Canadian mkt pressure most acute in Ontario and Quebec, where Molson Coors makes 70% of its Canadian profit. Those provinces have trailed the rest of Canada in economic growth and job creation. What about losing Modelo portfolio in Canada? Molson Coors “perfectly happy” with outcome, professed Peter, since it got paid the cash flow stream of $18 mil a yr for 5 yrs. Modelo was about 2% of TAP’s Canadian biz. In meantime, SABMiller and Molson Coors have “suspended litigation” in Canada. And Miller in Canada less than 1% of Molson Coors’ global biz. Peter keen on intl growth oppys for Coors Light. Coors Light “on fire” in Mexico, growing fast in UK and Ireland. Up 50% in Mexico to 250,000 bbls and sold about 640,000 bbls in UK too. Coors Light sold by Heineken in Mexico and Ireland, and Molson Coors also sells Heineken brands in Canada.

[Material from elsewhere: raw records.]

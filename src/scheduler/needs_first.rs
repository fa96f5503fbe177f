//! Demand-aware housekeeping schedulers.
//!
//! # Algorithm
//!
//! 1. Resolve the minimum demand multiset (see [`crate::demand`]).
//! 2. Walk rooms in checkout order. A room whose type is still in demand
//!    is cleaned at once by the least-loaded housekeeper and one unit of
//!    its type is consumed; any other room joins a FIFO postpone queue.
//! 3. Drain the postpone queue through the least-loaded housekeeper.
//!
//! With [`IdlePolicy::Fill`], a room is also cleaned at once whenever the
//! least-loaded housekeeper would otherwise wait for its release. If that
//! room's type is in demand, the unit is consumed: any room of the type
//! serves the demand equally, so a later room of the same type is then
//! extra inventory.
//!
//! # Complexity
//! O(r log r + r log h + g log t) where g=guests, t=distinct room types.

use serde::{Deserialize, Serialize};
use std::collections::VecDeque;
use tracing::{debug, trace};

use super::pool::HousekeeperPool;
use crate::demand::resolve_demand;
use crate::error::SolveError;
use crate::models::{Instance, Room, Schedule, ScheduleBuilder};
use crate::solver::Solver;
use crate::validation::ensure_valid;

/// What to do with an extra room when a housekeeper is idle anyway.
#[derive(Debug, Clone, Copy, Default, PartialEq, Eq, Serialize, Deserialize)]
pub enum IdlePolicy {
    /// Postpone extra rooms even if someone is idle.
    #[default]
    Wait,
    /// Clean any room immediately if the least-loaded housekeeper is idle
    /// at its checkout.
    Fill,
}

/// Cleans the rooms guests need before the extra inventory.
#[derive(Debug, Clone, Copy, Default)]
pub struct NeedsFirstScheduler {
    idle_policy: IdlePolicy,
}

impl NeedsFirstScheduler {
    /// Creates the plain variant (extra rooms always wait).
    pub fn new() -> Self {
        Self::default()
    }

    /// Creates the idle-fill variant.
    pub fn with_idle_fill() -> Self {
        Self::new().with_idle_policy(IdlePolicy::Fill)
    }

    /// Sets the idle policy.
    pub fn with_idle_policy(mut self, idle_policy: IdlePolicy) -> Self {
        self.idle_policy = idle_policy;
        self
    }

    /// Current idle policy.
    pub fn idle_policy(&self) -> IdlePolicy {
        self.idle_policy
    }
}

impl Solver for NeedsFirstScheduler {
    type Output = Schedule;

    fn name(&self) -> String {
        match self.idle_policy {
            IdlePolicy::Wait => "NeedsFirst".to_string(),
            IdlePolicy::Fill => "NeedsFirstIdleFill".to_string(),
        }
    }

    fn solve(&self, instance: &Instance) -> Result<Schedule, SolveError> {
        ensure_valid(instance)?;

        let mut builder = ScheduleBuilder::for_instance(instance);
        if instance.rooms.is_empty() {
            return Ok(builder.freeze());
        }

        let mut demand = resolve_demand(&instance.rooms, &instance.guests)?;
        let mut pool = HousekeeperPool::from_builder(&builder);
        let mut postponed: VecDeque<&Room> = VecDeque::new();
        let mut idle_filled = 0usize;

        for room in instance.rooms_by_release() {
            let duration = instance.cleaning_duration(room);

            if self.idle_policy == IdlePolicy::Fill
                && pool.least_makespan().is_some_and(|m| m <= room.release)
            {
                let needed = demand.take(room.room_type);
                trace!(room = room.num, needed, "idle housekeeper fills room");
                idle_filled += 1;
                pool.clean(&mut builder, room, duration)?;
                continue;
            }

            if demand.take(room.room_type) {
                pool.clean(&mut builder, room, duration)?;
            } else {
                trace!(room = room.num, room_type = room.room_type, "room postponed");
                postponed.push_back(room);
            }
        }

        let postponed_count = postponed.len();
        while let Some(room) = postponed.pop_front() {
            pool.clean(&mut builder, room, instance.cleaning_duration(room))?;
        }

        let schedule = builder.freeze();
        debug!(
            solver = %self.name(),
            rooms = schedule.room_count(),
            housekeepers = instance.housekeeper_count(),
            postponed = postponed_count,
            idle_filled,
            makespan = schedule.makespan_max(),
            "schedule built"
        );
        Ok(schedule)
    }
}

#[cfg(test)]
mod tests {
    use super::*;
    use crate::models::{CleaningTime, Guest, Tick};
    use crate::scheduler::FirstAvailableScheduler;

    fn instance(rooms: &[(u32, u32, Tick)], guests: &[(u32, Tick, u32)], staff: u32) -> Instance {
        Instance::new()
            .with_rooms(rooms.iter().map(|&(n, t, r)| Room::new(n, t, r)))
            .with_guests(guests.iter().map(|&(id, a, t)| Guest::new(id, a, t)))
            .with_staff(staff)
            .with_cleaning_time(CleaningTime::constant(10))
    }

    #[test]
    fn test_needed_rooms_before_extra() {
        // Room 1 (type 1) is extra; rooms 2 and 3 (type 2) are needed.
        let inst = instance(
            &[(1, 1, 0), (2, 2, 0), (3, 2, 5)],
            &[(1, 100, 2), (2, 100, 2)],
            1,
        );
        let s = NeedsFirstScheduler::new().solve(&inst).unwrap();
        assert_eq!(s.route(1).unwrap().rooms(), vec![2, 3, 1]);
        assert_eq!(s.completion(2), Some(10));
        assert_eq!(s.completion(3), Some(20));
        assert_eq!(s.completion(1), Some(30));
        assert!(s.covers(&inst));
    }

    #[test]
    fn test_postpone_queue_is_fifo() {
        let inst = instance(
            &[(1, 1, 0), (2, 1, 1), (3, 2, 2)],
            &[(1, 100, 2)],
            1,
        );
        let s = NeedsFirstScheduler::new().solve(&inst).unwrap();
        assert_eq!(s.route(1).unwrap().rooms(), vec![3, 1, 2]);
    }

    #[test]
    fn test_only_one_unit_per_guest() {
        // One guest wants type 1: the first type-1 room is needed, the
        // second is extra and waits behind the later needed type-2 room.
        let inst = instance(
            &[(1, 1, 0), (2, 1, 0), (3, 2, 0)],
            &[(1, 100, 1), (2, 100, 2)],
            1,
        );
        let s = NeedsFirstScheduler::new().solve(&inst).unwrap();
        assert_eq!(s.route(1).unwrap().rooms(), vec![1, 3, 2]);
    }

    #[test]
    fn test_forced_upgrade_room_is_needed() {
        // Two guests want type 1 but only one type-1 room exists, so the
        // type-2 room is part of the demand and the type-3 room is extra.
        let inst = instance(
            &[(1, 3, 0), (2, 1, 0), (3, 2, 0)],
            &[(1, 100, 1), (2, 100, 1)],
            1,
        );
        let s = NeedsFirstScheduler::new().solve(&inst).unwrap();
        assert_eq!(s.route(1).unwrap().rooms(), vec![2, 3, 1]);
    }

    #[test]
    fn test_needed_room_never_behind_later_extra_room() {
        let inst = instance(
            &[(1, 1, 0), (2, 1, 3), (3, 2, 6), (4, 1, 9), (5, 3, 12), (6, 2, 15)],
            &[(1, 50, 2), (2, 50, 3), (3, 50, 1)],
            2,
        );
        let s = NeedsFirstScheduler::new().solve(&inst).unwrap();
        let demand = resolve_demand(&inst.rooms, &inst.guests).unwrap();
        assert_eq!(demand.len(), 3);
        // Needed: 1 (type 1), 3 (type 2), 5 (type 3). Extra: 2, 4, 6.
        for needed in [1, 3, 5] {
            for extra in [2, 4, 6] {
                let (n, e) = (inst.room(needed).unwrap(), inst.room(extra).unwrap());
                if e.release >= n.release {
                    assert!(
                        s.start(needed).unwrap() <= s.start(extra).unwrap(),
                        "needed room {needed} started after extra room {extra}"
                    );
                }
            }
        }
    }

    #[test]
    fn test_no_guests_behaves_like_postponing_everything() {
        let inst = instance(&[(1, 1, 10), (2, 1, 0)], &[], 1);
        let s = NeedsFirstScheduler::new().solve(&inst).unwrap();
        // All rooms are extra → drained in checkout order.
        assert_eq!(s.route(1).unwrap().rooms(), vec![2, 1]);
    }

    #[test]
    fn test_all_needed_matches_first_available() {
        let inst = instance(
            &[(1, 1, 5), (2, 1, 5), (3, 1, 20)],
            &[(1, 0, 1), (2, 0, 1), (3, 0, 1)],
            2,
        );
        let eager = FirstAvailableScheduler.solve(&inst).unwrap();
        let needs = NeedsFirstScheduler::new().solve(&inst).unwrap();
        assert_eq!(eager, needs);
    }

    #[test]
    fn test_idle_fill_cleans_extra_room_when_idle() {
        // Housekeeper idle at t=0: plain variant postpones extra room 1,
        // idle-fill cleans it right away.
        let inst = instance(&[(1, 1, 0), (2, 2, 30)], &[(1, 100, 2)], 1);

        let plain = NeedsFirstScheduler::new().solve(&inst).unwrap();
        assert_eq!(plain.route(1).unwrap().rooms(), vec![2, 1]);
        assert_eq!(plain.completion(2), Some(40));
        assert_eq!(plain.completion(1), Some(50));

        let fill = NeedsFirstScheduler::with_idle_fill().solve(&inst).unwrap();
        assert_eq!(fill.route(1).unwrap().rooms(), vec![1, 2]);
        assert_eq!(fill.completion(1), Some(10));
        assert_eq!(fill.completion(2), Some(40));
    }

    #[test]
    fn test_idle_fill_consumes_matching_demand() {
        // One guest wants type 1. Room 1 is cleaned by an idle housekeeper
        // and takes the only type-1 unit, so room 2 is extra and waits
        // behind the needed type-2 room 3.
        let inst = instance(
            &[(1, 1, 0), (2, 1, 5), (3, 2, 6)],
            &[(1, 100, 1), (2, 100, 2)],
            1,
        );
        let s = NeedsFirstScheduler::with_idle_fill().solve(&inst).unwrap();
        assert_eq!(s.route(1).unwrap().rooms(), vec![1, 3, 2]);
        assert_eq!(s.completion(3), Some(20));
        assert_eq!(s.completion(2), Some(30));
    }

    #[test]
    fn test_idle_fill_of_extra_room_keeps_demand() {
        // Idle-filled room 1 is type 3 and not in demand, so the type-1
        // unit survives and room 3 still jumps ahead of extra room 2.
        let inst = instance(&[(1, 3, 0), (2, 2, 2), (3, 1, 4)], &[(1, 100, 1)], 1);
        let s = NeedsFirstScheduler::with_idle_fill().solve(&inst).unwrap();
        assert_eq!(s.route(1).unwrap().rooms(), vec![1, 3, 2]);
    }

    #[test]
    fn test_idle_fill_with_idle_release_boundary() {
        // Housekeeper free at 10 and room 2 released at 10 counts as idle.
        let inst = instance(
            &[(1, 2, 0), (2, 1, 10), (3, 3, 11)],
            &[(1, 100, 2), (2, 100, 3)],
            1,
        );
        let fill = NeedsFirstScheduler::with_idle_fill().solve(&inst).unwrap();
        assert_eq!(fill.route(1).unwrap().rooms(), vec![1, 2, 3]);

        let plain = NeedsFirstScheduler::new().solve(&inst).unwrap();
        assert_eq!(plain.route(1).unwrap().rooms(), vec![1, 3, 2]);
    }

    #[test]
    fn test_zero_rooms_and_zero_housekeepers() {
        let inst = Instance::new();
        let s = NeedsFirstScheduler::new().solve(&inst).unwrap();
        assert!(s.is_empty());
        assert!(s.routes().is_empty());

        let inst = Instance::new().with_room(Room::new(1, 1, 0));
        assert!(matches!(
            NeedsFirstScheduler::with_idle_fill().solve(&inst),
            Err(SolveError::InvalidInput(_))
        ));
    }

    #[test]
    fn test_names() {
        assert_eq!(NeedsFirstScheduler::new().name(), "NeedsFirst");
        assert_eq!(NeedsFirstScheduler::with_idle_fill().name(), "NeedsFirstIdleFill");
        assert_eq!(NeedsFirstScheduler::new().idle_policy(), IdlePolicy::Wait);
    }
}
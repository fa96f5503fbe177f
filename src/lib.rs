//! Hotel turnover-day housekeeping scheduling and room assignment.
//!
//! Rooms vacated in the morning must be cleaned by a small housekeeping
//! staff before arriving guests can take them. This crate builds a
//! cleaning schedule (which housekeeper cleans which room, and when) and
//! a guest-to-room assignment that respects requested room types, where
//! a higher type is always an acceptable upgrade.
//!
//! # Modules
//!
//! - **`models`**: Domain types: `Room`, `Guest`, `Housekeeper`,
//!   `CleaningTime`, `Instance`, `Schedule`, `Assignment`, `Solution`
//! - **`validation`**: Input integrity checks (duplicate IDs, negative ticks,
//!   infeasible upgrade chains)
//! - **`demand`**: Resolution of guest requests into the room types that
//!   must be cleaned first
//! - **`scheduler`**: Greedy list schedulers (`FirstAvailable`, `NeedsFirst`)
//! - **`assigner`**: Guest assignment heuristics (`FirstRoom`)
//! - **`solver`**: The `Solver` contract, composition, and KPIs
//!
//! # Example
//!
//! ```
//! use u_housekeeping::assigner::FirstRoomHeuristic;
//! use u_housekeeping::models::{CleaningTime, Guest, Instance, Room};
//! use u_housekeeping::scheduler::FirstAvailableScheduler;
//! use u_housekeeping::solver::{ComposedSolver, SolutionKpi, Solver};
//!
//! let instance = Instance::new()
//!     .with_rooms([Room::new(101, 1, 0), Room::new(102, 2, 5), Room::new(103, 1, 20)])
//!     .with_guests([Guest::new(1, 30, 1), Guest::new(2, 25, 2)])
//!     .with_staff(2)
//!     .with_cleaning_time(CleaningTime::by_type(10).with_type(2, 20));
//!
//! let solver = ComposedSolver::sequential(FirstAvailableScheduler, FirstRoomHeuristic);
//! let solution = solver.solve(&instance).unwrap();
//! let kpi = SolutionKpi::calculate(&solution);
//!
//! assert_eq!(solution.schedule().completion(102), Some(25));
//! assert_eq!(solution.assignment().room_of(2), Some(102));
//! assert_eq!(kpi.late_guests, 0);
//! ```
//!
//! # References
//!
//! - Pinedo (2016), "Scheduling: Theory, Algorithms, and Systems"
//! - Graham (1966), "Bounds for certain multiprocessing anomalies"

pub mod assigner;
pub mod demand;
pub mod error;
pub mod models;
pub mod scheduler;
pub mod solver;
pub mod validation;

pub use error::SolveError;
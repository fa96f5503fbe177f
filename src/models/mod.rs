//! Hotel turnover domain models.
//!
//! Provides the data types for one operating day: rooms checking out,
//! guests arriving, housekeepers cleaning, and the schedule and assignment
//! a solver produces.
//!
//! # Domain Mappings
//!
//! | u-housekeeping | Scheduling term |
//! |----------------|-----------------|
//! | Room | Job with release date |
//! | Housekeeper | Parallel identical machine |
//! | Route | Machine sequence |
//! | Guest | Consumer of a finished job |
//!
//! # Time Representation
//! All times are integer ticks relative to the start of the day (t=0).

mod assignment;
mod cleaning;
mod guest;
mod housekeeper;
mod instance;
mod room;
mod schedule;
mod solution;

pub use assignment::{Assignment, AssignmentBuilder};
pub use cleaning::CleaningTime;
pub use guest::Guest;
pub use housekeeper::Housekeeper;
pub use instance::Instance;
pub use room::Room;
pub use schedule::{Route, Schedule, ScheduleBuilder, Visit};
pub use solution::Solution;

/// Time unit.
pub type Tick = i64;

/// Room category. Higher types substitute for lower ones.
pub type RoomType = u32;

/// Room identifier.
pub type RoomNum = u32;

/// Guest identifier.
pub type GuestId = u32;

/// Housekeeper identifier.
pub type HousekeeperId = u32;
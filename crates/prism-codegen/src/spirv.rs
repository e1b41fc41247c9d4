//! SPIR-V code generator.
//!
//! Produces a logical-addressing Shader module: header, capabilities,
//! `SPV_GOOGLE_hlsl_functionality1`, the GLSL.std.450 import, memory model,
//! entry points, debug info, annotations, types/constants/global variables
//! and function bodies, in that order. Types and constants are interned so
//! structurally equal declarations share one id; uniforms are packed into a
//! lazily created `$Globals` block.

mod instruction;
mod layout;

use std::collections::BTreeMap;

use prism_ir::{
    BaseType, ChainOp, Constant, EntryPoint, Expression, FunctionDesc, Id, Intrinsic, Module,
    Qualifiers, SamplerDesc, ShaderStage, SourceLocation, StructDesc, StructMember, TechniqueDesc,
    TextureDesc, Type, UniformDesc,
};
use spirv::{
    AddressingModel, BuiltIn, Capability, Decoration, Dim, ExecutionModel, FunctionControl, GLOp,
    ImageFormat, ImageOperands, LoopControl, MemoryModel, Op, SelectionControl, StorageClass,
};

use self::instruction::{write_block, Instruction};
use self::layout::uniform_size_align;
use crate::{align_up, BinaryOp, Codegen, CodegenState, ControlFlags, UnaryOp};

#[derive(Debug, Default)]
struct FunctionBlocks {
    declaration: Vec<Instruction>,
    variables: Vec<Instruction>,
    definition: Vec<Instruction>,
    return_type: Type,
    param_types: Vec<Type>,
}

/// SPIR-V implementation of the [`Codegen`] contract.
///
/// One instance serves one compile; the `$Globals` block, interning tables
/// and binding counters are interior state and must not be shared.
pub struct SpirvCodegen {
    state: CodegenState,

    capabilities: Vec<Capability>,
    entries: Vec<Instruction>,
    debug_a: Vec<Instruction>,
    debug_b: Vec<Instruction>,
    annotations: Vec<Instruction>,
    types_and_constants: Vec<Instruction>,
    variables: Vec<Instruction>,

    functions: Vec<FunctionBlocks>,
    current_function: Option<usize>,
    /// Per-block instruction buffers, keyed by label id. Structure hints
    /// fold constituent blocks into their merge block's buffer.
    blocks: BTreeMap<Id, Vec<Instruction>>,
    last_block: Id,

    type_lookup: Vec<(Type, Id)>,
    function_type_lookup: Vec<(Type, Vec<Type>, Id)>,
    constant_lookup: Vec<(Type, Constant, Id)>,
    string_lookup: Vec<(String, Id)>,
    semantic_locations: Vec<(String, u32)>,

    next_sampler_binding: u32,
    next_semantic_location: u32,

    glsl_ext: Id,
    global_ubo_type: Id,
    global_ubo_variable: Id,
    global_ubo_offset: u32,
}

impl Default for SpirvCodegen {
    fn default() -> Self {
        Self::new()
    }
}
//! Vendor HLSL compiler access.
//!
//! The linker does not load `d3dcompiler_*.dll` itself; the runtime hands
//! it a [`CompilerLoader`] that can materialize a compiler for a given
//! library version. The linker asks for version 47 and falls back to 43,
//! matching the DirectX end-user runtime distribution.

use bitflags::bitflags;
use thiserror::Error;

bitflags! {
    /// D3DCOMPILE_* flags the linker passes through.
    #[derive(Debug, Clone, Copy, PartialEq, Eq, Default)]
    pub struct CompileFlags: u32 {
        /// D3DCOMPILE_ENABLE_STRICTNESS
        const ENABLE_STRICTNESS = 1 << 11;
    }
}

/// One loaded vendor compiler.
pub trait HlslCompiler {
    /// Compile `source` at `entry_point` for a target profile such as
    /// `vs_5_0`. On failure the returned string is the compiler's error
    /// log, appended verbatim to the effect log.
    fn compile(
        &self,
        source: &str,
        entry_point: &str,
        target: &str,
        flags: CompileFlags,
    ) -> Result<Vec<u8>, String>;
}

/// Loads vendor compiler libraries by version number.
pub trait CompilerLoader {
    fn load(&self, version: u32) -> Option<Box<dyn HlslCompiler>>;
}

/// Library versions the linker will accept, in preference order.
pub const COMPILER_VERSIONS: [u32; 2] = [47, 43];

#[derive(Debug, Error)]
#[error(
    "unable to load the D3D compiler library; make sure you have the DirectX \
     end-user runtime (June 2010) installed or a newer version of the library \
     in the application directory"
)]
pub struct CompilerLoadError;

/// Load the most preferred available compiler. The returned handle is
/// dropped at the end of the link call on every path.
pub fn load_compiler(
    loader: &dyn CompilerLoader,
) -> Result<(u32, Box<dyn HlslCompiler>), CompilerLoadError> {
    for version in COMPILER_VERSIONS {
        if let Some(compiler) = loader.load(version) {
            return Ok((version, compiler));
        }
    }
    Err(CompilerLoadError)
}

What about M&A? Molson Coors not “desperate” to do a deal. Its Star Bevs deal in Eastern Europe has “gone well” and integration “went incredibly smoothly.” Despite many doubters, Molson Coors has “maintained margins,” said Peter, and grown a bit of share in a number of Eastern European mkts. Canada’s Financial Post interviewed Peter as well and its Mar 31st article concluded that “bottom line: this is a brewer in bad need of another buzz.” Yet Molson Coors overall position “would be the envy of most people,” Peter countered to Post. Then too, “nothing stays the same,” he told INSIGHTS, so lots of possibilities down road.
While Feb import figure knocked back US shipments trend, retail numbers improving. IRI reports volume up 2.4% for 4 wks thru Mar 23, $$ sales up 5.4%, in its multi-channel + c-store data. Nielsen reports similar trend in its off-premise data, tho IRI still reporting stronger yr-to-date picture. For 4 wks, craft up near 20%, FMBs +22% superpremiums +12% and imports +6%. Premium biz close to even (-0.1%) and subpremiums off just 1.9%. Each of top 6 suppliers up for 4 weeks: AB +1.3%, MC +0.3%, Crown +15%, HUSA +4%, Boston +37% (!) and Pabst +1.6%. Top brands doin’ better too. Bud Light up 1.4%, Lite +1.5%, Coors Light -1.3% and Bud off just 0.7%. Corona +9%; Modelo Especial +27%. Major subpremiums improved trends: Busch Light, Natty Ice and PBR up. Mich Ultra up double digits. Heineken up slightly. Miller Fortune grabbed 0.4 share in early days, at avg price of about $26/case. Together with Redd’s Apple and Strawberry Ales, those 3 brands had 1.2 share of $$ for 4 wks.